Vessels wall imaging
Plaques at risk of rupture and precipitating myocardial infarction and stroke have certain characteristics that extend beyond simple stenosis severity. These include inflammation, microcalcification, angiogenesis, positive remodeling, a thin fibrous cap, a large necrotic core and plaque hemorrhage. CT plaque characterization has been an area of extensive research especially in coronary and carotid arteries and several CT features have been found to have adverse prognosis (22-24). CTA is not routinely performed primarily for plaque imaging, but plaque features are a useful secondary information which has potential to modify medical therapy (25). CTA is also performed for the assessment of vasculitis and vasculopathy such as fibromuscular dysplasia (15).

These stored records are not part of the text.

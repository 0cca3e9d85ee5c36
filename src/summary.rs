use std::collections::BTreeMap;

use crate::config::PipelineConfig;
use crate::ingest::{self, Roster};
use crate::models::{ExecutiveSummary, GrandTotal, JoinedRecord, QuarterRecord, SummaryTable};

/// Left-joins one quarter's rows onto the roster and tags them with the quarter label.
pub fn join_quarter(roster: &Roster, quarter: &str, records: Vec<QuarterRecord>) -> Vec<JoinedRecord> {
    records
        .into_iter()
        .map(|record| {
            let executive_head = record
                .department
                .as_deref()
                .and_then(|department| roster.executive_for(department))
                .map(str::to_string);

            JoinedRecord {
                completed: ingest::is_completed(record.training_score.as_deref()),
                department: record.department,
                executive_head,
                email: record.email,
                quarter: quarter.to_string(),
            }
        })
        .collect()
}

pub fn completion_percentage(completed: usize, total: usize) -> f64 {
    if total == 0 {
        0.0
    } else {
        completed as f64 / total as f64 * 100.0
    }
}

/// Groups joined rows by executive, ordered by name. Rows with no executive are dropped.
pub fn summarize_executives(records: &[JoinedRecord], quarters: &[String]) -> Vec<ExecutiveSummary> {
    // (rows, completed) per quarter, indexed like `quarters`
    let mut groups: BTreeMap<&str, Vec<(usize, usize)>> = BTreeMap::new();

    for record in records {
        let Some(executive) = record.executive_head.as_deref() else {
            continue;
        };
        let counts = groups
            .entry(executive)
            .or_insert_with(|| vec![(0, 0); quarters.len()]);

        if let Some(idx) = quarters.iter().position(|q| *q == record.quarter) {
            counts[idx].0 += 1;
            if record.completed {
                counts[idx].1 += 1;
            }
        }
    }

    groups
        .into_iter()
        .map(|(executive, counts)| ExecutiveSummary {
            executive_head: executive.to_string(),
            total_members: counts.iter().map(|(rows, _)| rows).sum(),
            percentages: counts
                .iter()
                .map(|(rows, completed)| completion_percentage(*completed, *rows))
                .collect(),
        })
        .collect()
}

pub fn filter_included(rows: Vec<ExecutiveSummary>, config: &PipelineConfig) -> Vec<ExecutiveSummary> {
    rows.into_iter()
        .filter(|row| config.is_included(&row.executive_head))
        .collect()
}

/// Sums member counts and takes the unweighted mean of each quarter's percentage.
/// With no rows the means are undefined.
pub fn grand_total(rows: &[ExecutiveSummary], quarter_count: usize, label: &str) -> GrandTotal {
    let percentages = (0..quarter_count)
        .map(|idx| {
            if rows.is_empty() {
                return None;
            }
            let sum: f64 = rows.iter().map(|row| row.percentages[idx]).sum();
            Some(sum / rows.len() as f64)
        })
        .collect();

    GrandTotal {
        label: label.to_string(),
        total_members: rows.iter().map(|row| row.total_members).sum(),
        percentages,
    }
}

pub fn build_summary(records: &[JoinedRecord], config: &PipelineConfig) -> SummaryTable {
    let all_rows = summarize_executives(records, &config.quarters);
    let grouped = all_rows.len();
    let rows = filter_included(all_rows, config);
    let grand_total = grand_total(&rows, config.quarters.len(), &config.grand_total_label);

    tracing::info!(
        executives = grouped,
        included = rows.len(),
        total_members = grand_total.total_members,
        "summary computed"
    );

    SummaryTable {
        quarters: config.quarters.clone(),
        rows,
        grand_total,
    }
}
use std::collections::HashSet;
use std::path::Path;

use anyhow::{bail, Context};
use serde::{Deserialize, Serialize};

pub const DEFAULT_SPREADSHEET: &str = "filtered_executive_summary.xlsx";
pub const DEFAULT_CHART: &str = "filtered_executive_summary_chart.png";

const DEFAULT_QUARTERS: [&str; 4] = ["Q1", "Q2", "Q3", "Q4"];

const DEFAULT_EXECUTIVES: [&str; 12] = [
    "Ajoy Singh",
    "Ashwath Bhat",
    "Dylan Dias",
    "Manish Tiwari",
    "Mrunali Majmudar Sathe",
    "Natwar Mall",
    "Rasesh Shah",
    "Rohini Singh",
    "Sandeep Dutta",
    "Sankar SN Narayanan",
    "Satish Raman",
    "Shailendra Singh",
];

#[derive(Debug, Clone, PartialEq, Serialize, Deserialize)]
#[serde(default)]
pub struct PipelineConfig {
    /// Quarter labels, paired positionally with the quarterly input files.
    pub quarters: Vec<String>,
    /// Executives kept in the filtered table and the grand total.
    pub included_executives: Vec<String>,
    pub grand_total_label: String,
}

impl Default for PipelineConfig {
    fn default() -> Self {
        Self {
            quarters: DEFAULT_QUARTERS.iter().map(|q| q.to_string()).collect(),
            included_executives: DEFAULT_EXECUTIVES.iter().map(|e| e.to_string()).collect(),
            grand_total_label: "Grand Total".to_string(),
        }
    }
}

impl PipelineConfig {
    pub fn load(path: &Path) -> anyhow::Result<Self> {
        let raw = std::fs::read_to_string(path)
            .with_context(|| format!("failed to read config {}", path.display()))?;
        let config: PipelineConfig = serde_json::from_str(&raw)
            .with_context(|| format!("invalid config {}", path.display()))?;
        config.validate()?;
        Ok(config)
    }

    pub fn write(&self, path: &Path) -> anyhow::Result<()> {
        let body = serde_json::to_string_pretty(self)?;
        std::fs::write(path, body)
            .with_context(|| format!("failed to write config {}", path.display()))?;
        Ok(())
    }

    pub fn validate(&self) -> anyhow::Result<()> {
        if self.quarters.is_empty() {
            bail!("at least one quarter label is required");
        }

        let mut seen = HashSet::new();
        for quarter in &self.quarters {
            if quarter.trim().is_empty() {
                bail!("quarter labels must not be blank");
            }
            if !seen.insert(quarter.as_str()) {
                bail!("duplicate quarter label {quarter:?}");
            }
        }

        if self.grand_total_label.trim().is_empty() {
            bail!("grand total label must not be blank");
        }

        Ok(())
    }

    pub fn is_included(&self, executive: &str) -> bool {
        self.included_executives.iter().any(|name| name == executive)
    }

    pub fn with_included(mut self, executives: Vec<String>) -> Self {
        if !executives.is_empty() {
            self.included_executives = executives;
        }
        self
    }
}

Extrinsic pathologies affecting vasculature
Certain vascular structures (most often veins) may be compressed by adjacent anatomic structures or can compress adjacent hollow viscera (arteries). Such compressions are often asymptomatic; however, they can lead to a variety of uncommon syndromes in the abdomen and pelvis such as May-Thurner syndrome, nutcracker syndrome, median arcuate ligament syndrome, superior mesenteric artery syndrome and various forms of ureteral compression (26). Similar syndromes may be encountered in the extremities, examples of which include thoracic outlet syndrome, Paget-Schroetter syndrome and popliteal entrapment. Direct venography or duplex ultrasonography can provide hemodynamic information in cases of vascular compression. However, multidetector CTA is particularly useful for comprehensive evaluation of the anatomy and resultant morphologic changes. Anatomic findings of these syndromes are also often encountered incidentally in patients who are undergoing imaging for unrelated clinical reasons (26).
CTA is a commonly performed test for non-coronary cardiac ailments such as cardiac masses, valvular heart disease, infective endocarditis and congenital heart disease. CTA is also performed for the evaluation of vascular device such as, IVC filters, vascular stents and cardiac assist devices.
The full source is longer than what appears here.